In the sequel currently in progress (The Mystic Marriage), we see this web of women woven ever more strongly: bound as colleagues, patrons, friends, lovers, and kindred both by blood and choice. Or rather, more of this web is revealed to the reader, for Margerit and Barbara and their friends are only dipping into a vast river that has always flowed through their lives.

Women’s ties and friendships often go overlooked, both in history and in literature. But because the very premise of my stories was to focus on women’s lives and their relationships to each other, it was easy and natural to bring these elements to the fore. Not that men have no place in the stories--far from it. They feature strongly as allies and adversaries. But the nature of early 19th century European society sets barriers between the lives of men and women that make the quality of the interactions distinct.
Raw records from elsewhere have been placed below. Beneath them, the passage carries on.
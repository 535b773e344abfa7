//! VaultPort migrator
//!
//! Moves the contents of a Bitwarden vault, read through the `bw` command
//! line tool, into an encrypted vaultport archive. The binary in `main.rs`
//! wires configuration, logging and credentials around [`Migrator`].

pub mod config;
pub mod error;
pub mod migrate;
pub mod source;

pub use config::Config;
pub use error::{ConfigError, MigrateError, MigrateResult, SourceError, SourceResult};
pub use migrate::{MigrationOptions, MigrationReport, Migrator, RenamedEntry, SkippedItem};
pub use source::{BitwardenCli, VaultSource};
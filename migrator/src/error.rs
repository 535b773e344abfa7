//! Error types for the migrator
//!
//! Each layer has its own enum; [`MigrateError`] wraps the others so the
//! driver can attach a single reason to every skipped item.

use thiserror::Error;
use vaultport_shared::store::StoreError;

/// Main error type for a migration run
#[derive(Error, Debug)]
pub enum MigrateError {
    /// Talking to the source vault failed
    #[error("Source error: {0}")]
    Source(#[from] SourceError),

    /// The destination store rejected an operation
    #[error("Store error: {0}")]
    Store(#[from] StoreError),

    /// Configuration-related errors
    #[error("Configuration error: {0}")]
    Config(#[from] ConfigError),

    /// Item refers to a folder that has no destination group
    #[error("No group for folder {folder_id}")]
    MissingFolder { folder_id: String },

    /// Every title candidate was already taken
    #[error("Title '{title}' still collides after {attempts} attempts")]
    TitleCollision { title: String, attempts: usize },
}

/// Errors from the `bw` command line tool
#[derive(Error, Debug)]
pub enum SourceError {
    #[error("Bitwarden CLI not found at {path}")]
    CliNotFound { path: String },

    #[error("Failed to run `{command}`: {message}")]
    Spawn { command: String, message: String },

    #[error("`{command}` exited with {status}: {stderr}")]
    CommandFailed {
        command: String,
        status: String,
        stderr: String,
    },

    #[error("Failed to parse output of `{command}`: {source}")]
    Parse {
        command: String,
        #[source]
        source: serde_json::Error,
    },
}

/// Configuration-related errors
#[derive(Error, Debug)]
pub enum ConfigError {
    #[error("Configuration file not found: {path}")]
    NotFound { path: String },

    #[error("Invalid configuration: {field} - {reason}")]
    Invalid { field: String, reason: String },

    #[error("Failed to read configuration file {path}: {message}")]
    Read { path: String, message: String },

    #[error("Configuration parsing failed: {0}")]
    Parse(#[from] serde_yaml::Error),
}

/// Result type for migration operations
pub type MigrateResult<T> = Result<T, MigrateError>;

/// Result type for source operations
pub type SourceResult<T> = Result<T, SourceError>;

/// Result type for configuration operations
pub type ConfigResult<T> = Result<T, ConfigError>;
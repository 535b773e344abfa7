//! Migration driver
//!
//! Reads folders and items from a [`VaultSource`] and writes them into a
//! [`VaultStore`]. Folders are materialized first, then items are converted
//! one at a time in source order. A failing item is skipped with a warning;
//! only listing the source or creating groups can fail the whole run.

use tracing::{debug, info, warn};
use vaultport_shared::folders::{build_groups, FolderMap};
use vaultport_shared::models::{Normalized, NormalizedEntry, SkipReason, SourceItem};
use vaultport_shared::normalize::{normalize, ItemPolicy};
use vaultport_shared::store::{EntryId, FileOperationProvider, GroupId, StoreError, VaultStore};

use crate::error::{MigrateError, MigrateResult};
use crate::source::VaultSource;

/// Knobs for a migration run
#[derive(Debug, Clone, PartialEq, Eq)]
pub struct MigrationOptions {
    pub item_policy: ItemPolicy,
    /// Save the store once all items are processed
    pub save: bool,
}

impl Default for MigrationOptions {
    fn default() -> Self {
        Self {
            item_policy: ItemPolicy::default(),
            save: true,
        }
    }
}

/// An entry stored under a disambiguated title
#[derive(Debug, Clone, PartialEq, Eq)]
pub struct RenamedEntry {
    pub item_id: String,
    pub original: String,
    pub title: String,
}

/// An item that did not make it into the store
#[derive(Debug, Clone, PartialEq, Eq)]
pub struct SkippedItem {
    pub item_id: String,
    pub name: String,
    pub reason: String,
}

/// Outcome of a migration run
#[derive(Debug, Clone, Default, PartialEq, Eq)]
pub struct MigrationReport {
    pub groups_created: usize,
    pub entries_created: usize,
    pub renamed: Vec<RenamedEntry>,
    pub skipped: Vec<SkippedItem>,
}

impl MigrationReport {
    pub fn summary(&self) -> String {
        format!(
            "{} entries in {} groups, {} renamed, {} skipped",
            self.entries_created,
            self.groups_created,
            self.renamed.len(),
            self.skipped.len()
        )
    }

    fn skip(&mut self, item: &SourceItem, reason: String) {
        self.skipped.push(SkippedItem {
            item_id: item.id.clone(),
            name: item.name.clone(),
            reason,
        });
    }
}

enum ItemOutcome {
    Created { title: String },
    Skipped(SkipReason),
}

/// Runs one migration from a source into a store
pub struct Migrator<'a, S: VaultSource, F: FileOperationProvider> {
    source: &'a S,
    store: &'a mut VaultStore<F>,
    options: MigrationOptions,
}

impl<'a, S: VaultSource, F: FileOperationProvider> Migrator<'a, S, F> {
    pub fn new(source: &'a S, store: &'a mut VaultStore<F>, options: MigrationOptions) -> Self {
        Self {
            source,
            store,
            options,
        }
    }

    /// Run the migration.
    ///
    /// Fails only if the source cannot be listed, a group cannot be created
    /// or the final save fails. Per-item problems end up in
    /// [`MigrationReport::skipped`].
    pub fn run(&mut self) -> MigrateResult<MigrationReport> {
        let mut report = MigrationReport::default();

        let folders = self.source.list_folders()?;
        let root = self.store.root_group().clone();
        let groups = build_groups(&folders, root, |parent: &GroupId, name: &str| {
            self.store.add_group(parent, name)
        })?;
        report.groups_created = groups.len() - 1;
        info!("Folders done ({} groups)", report.groups_created);

        let items = self.source.list_items()?;
        info!("Starting to process {} items", items.len());

        for item in &items {
            match self.migrate_item(item, &groups) {
                Ok(ItemOutcome::Created { title }) => {
                    report.entries_created += 1;
                    if title != item.name {
                        report.renamed.push(RenamedEntry {
                            item_id: item.id.clone(),
                            original: item.name.clone(),
                            title,
                        });
                    }
                }
                Ok(ItemOutcome::Skipped(reason)) => {
                    warn!("Skipping item named \"{}\": {}", item.name, reason);
                    report.skip(item, reason.to_string());
                }
                Err(e) => {
                    warn!(
                        "Skipping item named \"{}\" because of this error: {}",
                        item.name, e
                    );
                    report.skip(item, e.to_string());
                }
            }
        }

        if self.options.save {
            info!("Saving changes to {}", self.store.path());
            self.store.save()?;
        }

        info!("Migration completed: {}", report.summary());
        Ok(report)
    }

    fn migrate_item(
        &mut self,
        item: &SourceItem,
        groups: &FolderMap<GroupId>,
    ) -> MigrateResult<ItemOutcome> {
        let entry = match normalize(item, self.options.item_policy) {
            Normalized::Entry(entry) => entry,
            Normalized::Skip(reason) => return Ok(ItemOutcome::Skipped(reason)),
        };

        let group = groups
            .get(&item.folder_id)
            .ok_or_else(|| MigrateError::MissingFolder {
                folder_id: item.folder_id.clone().unwrap_or_default(),
            })?;

        let (entry_id, title) = self.create_entry(group, item, &entry)?;

        // Leave nothing half-written behind when the item fails from here on
        if let Err(e) = self.fill_entry(&entry_id, item, &entry) {
            if let Err(remove_err) = self.store.remove_entry(&entry_id) {
                warn!(
                    "Failed to remove partial entry for \"{}\": {}",
                    item.name, remove_err
                );
            }
            return Err(e);
        }

        Ok(ItemOutcome::Created { title })
    }

    /// Add the entry, falling back to `"{name} - ({id})"` once on a title clash
    fn create_entry(
        &mut self,
        group: &GroupId,
        item: &SourceItem,
        entry: &NormalizedEntry,
    ) -> MigrateResult<(EntryId, String)> {
        let candidates = [
            entry.title.clone(),
            format!("{} - ({})", entry.title, item.id),
        ];

        for title in &candidates {
            match self.store.add_entry(
                group,
                title,
                &entry.username,
                &entry.password,
                entry.notes.as_deref(),
            ) {
                Ok(id) => return Ok((id, title.clone())),
                Err(StoreError::DuplicateTitle { .. }) => {
                    debug!("Title \"{}\" already taken", title);
                }
                Err(e) => return Err(e.into()),
            }
        }

        Err(MigrateError::TitleCollision {
            title: candidates[candidates.len() - 1].clone(),
            attempts: candidates.len(),
        })
    }

    fn fill_entry(
        &mut self,
        entry_id: &EntryId,
        item: &SourceItem,
        entry: &NormalizedEntry,
    ) -> MigrateResult<()> {
        if let Some(url) = &entry.url {
            self.store.set_url(entry_id, url)?;
        }

        for property in &entry.properties {
            self.store.set_custom_property(
                entry_id,
                &property.name,
                &property.value,
                property.sensitive,
            )?;
        }

        for attachment in &entry.attachments {
            let bytes = self.source.attachment_bytes(&attachment.id, &item.id)?;
            debug!(
                "Fetched attachment {} ({} bytes) for \"{}\"",
                attachment.file_name,
                bytes.len(),
                item.name
            );
            let binary = self.store.add_binary(bytes);
            self.store
                .add_attachment(entry_id, &binary, &attachment.file_name)?;
        }

        Ok(())
    }
}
I didn’t consciously choose the setting of my story for this purpose, though my own historic interests made it a natural outgrowth. It’s hard to know who we are unless we know who we have been. So many aspects of the lives of women--and particularly of women who love women--have been dismissed or erased from the histories we are fed. Yet the traces and clues are there to follow and to build on. Although I write fiction, it is not necessary to invent whole-cloth to participate in the creation of a usable history of women’s lives and lesbian lives. Fortunately, the roads are better paved and more clearly marked these days than they were when I first started writing in the late ‘70s. My own preference is to ground my historic fiction in fact, not in wishful thinking. (Well, ok, except for the bits with magic.) And in this I am grateful to my own “web of women”: Judith Bennett, Lillian Faderman, Emma Donoghue, Barbara Hanawalt, Sahar Amer, Bernadette J. Brooten, Lotte C. van de Pol, Harriette Andreadis, Judith Brown, Valerie R. Hotchkiss, Carol J. Clover, Helena Whitbread, Edith Benkov, Jacqueline Murray, and so many others (whom I don’t mean to slight by this very partial listing, nor do I mean to slight the male scholars whose work has been useful).

One of the difficulties of writing the lives of lesbians--whether real or fictional--in history is to situate them in the context of a “community of the mind” of women-identified women. Without that context, it is hard to avoid an endless series of coming-out stories: “What is this thing I’m feeling? I must be the Only One!” That may have been the experience for many women, but when presented as the norm or as the only voice it becomes a dreary disempowering monotony. In writing the Alpennian novels, it was important to me to choose to write from that subset of stories where my characters operate within a history and a community, not only as women but specifically as women who love other women. Historic fiction has a great power to grant the reader a share in ownership of the past. Daughter of Mystery may be meant to entertain, but I hope it also helps claim that ownership.